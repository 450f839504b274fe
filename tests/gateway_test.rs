//! Gateway tests against the real backend on an ephemeral port.

use axum::extract::Query;
use axum::http::StatusCode;
use axum::response::IntoResponse;
use axum::routing::get;
use axum::{Json, Router};
use serde_json::json;
use std::collections::HashMap;
use std::time::Duration;
use stock_researcher::api::{
    RateLimitDetector, SearchFailure, SearchOutcome, StockApi, StockGateway,
};
use stock_researcher::error::GatewayError;
use stock_researcher::server::router;
use stock_researcher::store::StockStore;

async fn spawn_backend() -> StockGateway {
    spawn_router(router(StockStore::with_mock_data())).await
}

async fn spawn_router(app: Router) -> StockGateway {
    let listener = tokio::net::TcpListener::bind("127.0.0.1:0").await.unwrap();
    let addr = listener.local_addr().unwrap();
    tokio::spawn(async move {
        axum::serve(listener, app).await.unwrap();
    });

    StockGateway::new(
        &format!("http://{}/api/", addr),
        Duration::from_secs(5),
        RateLimitDetector::default(),
    )
    .unwrap()
}

/// Upstream that fails in the ways a quota-limited data provider does.
fn failing_upstream() -> Router {
    async fn search(Query(params): Query<HashMap<String, String>>) -> impl IntoResponse {
        match params.get("symbol").map(String::as_str) {
            Some("QUOTA") => (
                StatusCode::FORBIDDEN,
                Json(json!({ "message": "You have exceeded your request allocation" })),
            )
                .into_response(),
            Some("BUSY") => (
                StatusCode::TOO_MANY_REQUESTS,
                Json(json!({ "message": "Slow down" })),
            )
                .into_response(),
            _ => StatusCode::BAD_GATEWAY.into_response(),
        }
    }

    async fn enhanced() -> impl IntoResponse {
        (
            StatusCode::SERVICE_UNAVAILABLE,
            Json(json!({ "error": "Polygon down" })),
        )
    }

    Router::new()
        .route("/api/search", get(search))
        .route("/api/technical/enhanced/:symbol", get(enhanced))
}

/// A base URL nothing listens on.
async fn closed_port() -> String {
    let listener = tokio::net::TcpListener::bind("127.0.0.1:0").await.unwrap();
    let addr = listener.local_addr().unwrap();
    drop(listener);
    format!("http://{}/api", addr)
}

#[tokio::test]
async fn test_list_stocks() {
    let gateway = spawn_backend().await;
    let stocks = gateway.list_stocks().await.unwrap();
    assert_eq!(stocks.len(), 3);
    assert_eq!(stocks[0].symbol, "AAPL");
}

#[tokio::test]
async fn test_get_details_normalizes() {
    let gateway = spawn_backend().await;
    let detail = gateway.get_details("AAPL", false).await.unwrap();
    assert_eq!(detail.current_price, 175.34);
    assert_eq!(detail.reliable_sources.len(), 3);
    assert!(detail.high_52_week.is_some());
    assert!(detail.latest_news.is_empty());
}

#[tokio::test]
async fn test_get_details_not_found() {
    let gateway = spawn_backend().await;
    let err = gateway.get_details("ZZZZ", false).await.unwrap_err();
    assert_eq!(
        err,
        GatewayError::NotFound("Stock with symbol ZZZZ not found".to_string())
    );
}

#[tokio::test]
async fn test_get_details_with_defaults() {
    let gateway = spawn_backend().await;
    let detail = gateway.get_details("TSLA", true).await.unwrap();
    assert_eq!(detail.name, "TSLA");
    assert_eq!(detail.data_source.as_deref(), Some("Default Data"));
    assert!(detail.summary.contains("Data source: Default Data"));
}

#[tokio::test]
async fn test_search_found() {
    let gateway = spawn_backend().await;
    match gateway.search("MSFT").await.unwrap() {
        SearchOutcome::Found(results) => {
            assert_eq!(results.len(), 1);
            assert_eq!(results[0].name, "Microsoft Corporation");
        }
        other => panic!("unexpected outcome: {:?}", other),
    }
}

#[tokio::test]
async fn test_search_not_found_is_data() {
    let gateway = spawn_backend().await;
    match gateway.search("ZZZZ").await.unwrap() {
        SearchOutcome::Failed(failure) => {
            assert_eq!(failure.error, "No stocks found matching ZZZZ");
            assert!(!failure.retry_with_defaults);
        }
        other => panic!("unexpected outcome: {:?}", other),
    }
}

#[tokio::test]
async fn test_unimplemented_analysis_is_status_error() {
    let gateway = spawn_backend().await;
    let err = gateway.technical_analysis("AAPL").await.unwrap_err();
    assert_eq!(
        err,
        GatewayError::Status {
            error: "Failed to fetch technical data".to_string(),
            status: 404,
        }
    );
}

#[tokio::test]
async fn test_network_error() {
    let base = closed_port().await;
    let gateway =
        StockGateway::new(&base, Duration::from_secs(2), RateLimitDetector::default()).unwrap();

    match gateway.search("AAPL").await.unwrap() {
        SearchOutcome::Failed(failure) => {
            assert_eq!(failure.error, "Network error. Please check connection.");
        }
        other => panic!("unexpected outcome: {:?}", other),
    }

    assert!(matches!(
        gateway.list_stocks().await,
        Err(GatewayError::Network(_))
    ));

    let err = gateway.ai_analysis("AAPL").await.unwrap_err();
    assert_eq!(err.status(), Some(500));
}

#[tokio::test]
async fn test_search_quota_message_offers_defaults() {
    let gateway = spawn_router(failing_upstream()).await;
    assert_eq!(
        gateway.search("QUOTA").await.unwrap(),
        SearchOutcome::Failed(SearchFailure {
            error: "You have exceeded your request allocation".to_string(),
            retry_with_defaults: true,
        })
    );
}

#[tokio::test]
async fn test_search_too_many_requests_offers_defaults() {
    let gateway = spawn_router(failing_upstream()).await;
    assert_eq!(
        gateway.search("BUSY").await.unwrap(),
        SearchOutcome::Failed(SearchFailure {
            error: "Slow down".to_string(),
            retry_with_defaults: true,
        })
    );
}

#[tokio::test]
async fn test_search_bad_gateway_without_body() {
    let gateway = spawn_router(failing_upstream()).await;
    assert_eq!(
        gateway.search("AAPL").await.unwrap(),
        SearchOutcome::Failed(SearchFailure {
            error: "An API error occurred".to_string(),
            retry_with_defaults: false,
        })
    );
}

#[tokio::test]
async fn test_enhanced_metrics_prefers_body_error() {
    let gateway = spawn_router(failing_upstream()).await;
    let err = gateway.enhanced_metrics("AAPL", 180).await.unwrap_err();
    assert_eq!(
        err,
        GatewayError::Status {
            error: "Polygon down".to_string(),
            status: 503,
        }
    );
}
+ + +
— WHAT YOU HAVE TO DO —
Send back exactly the lines of the listing above starting at the one with "nothing listens on." and ending at the one with "async fn test_get_details_with_defaults()", inclusive, and no others.

— EXERCISE ANSWER —
/// A base URL nothing listens on.
async fn closed_port() -> String {
    let listener = tokio::net::TcpListener::bind("127.0.0.1:0").await.unwrap();
    let addr = listener.local_addr().unwrap();
    drop(listener);
    format!("http://{}/api", addr)
}

#[tokio::test]
async fn test_list_stocks() {
    let gateway = spawn_backend().await;
    let stocks = gateway.list_stocks().await.unwrap();
    assert_eq!(stocks.len(), 3);
    assert_eq!(stocks[0].symbol, "AAPL");
}

#[tokio::test]
async fn test_get_details_normalizes() {
    let gateway = spawn_backend().await;
    let detail = gateway.get_details("AAPL", false).await.unwrap();
    assert_eq!(detail.current_price, 175.34);
    assert_eq!(detail.reliable_sources.len(), 3);
    assert!(detail.high_52_week.is_some());
    assert!(detail.latest_news.is_empty());
}

#[tokio::test]
async fn test_get_details_not_found() {
    let gateway = spawn_backend().await;
    let err = gateway.get_details("ZZZZ", false).await.unwrap_err();
    assert_eq!(
        err,
        GatewayError::NotFound("Stock with symbol ZZZZ not found".to_string())
    );
}

#[tokio::test]
async fn test_get_details_with_defaults() {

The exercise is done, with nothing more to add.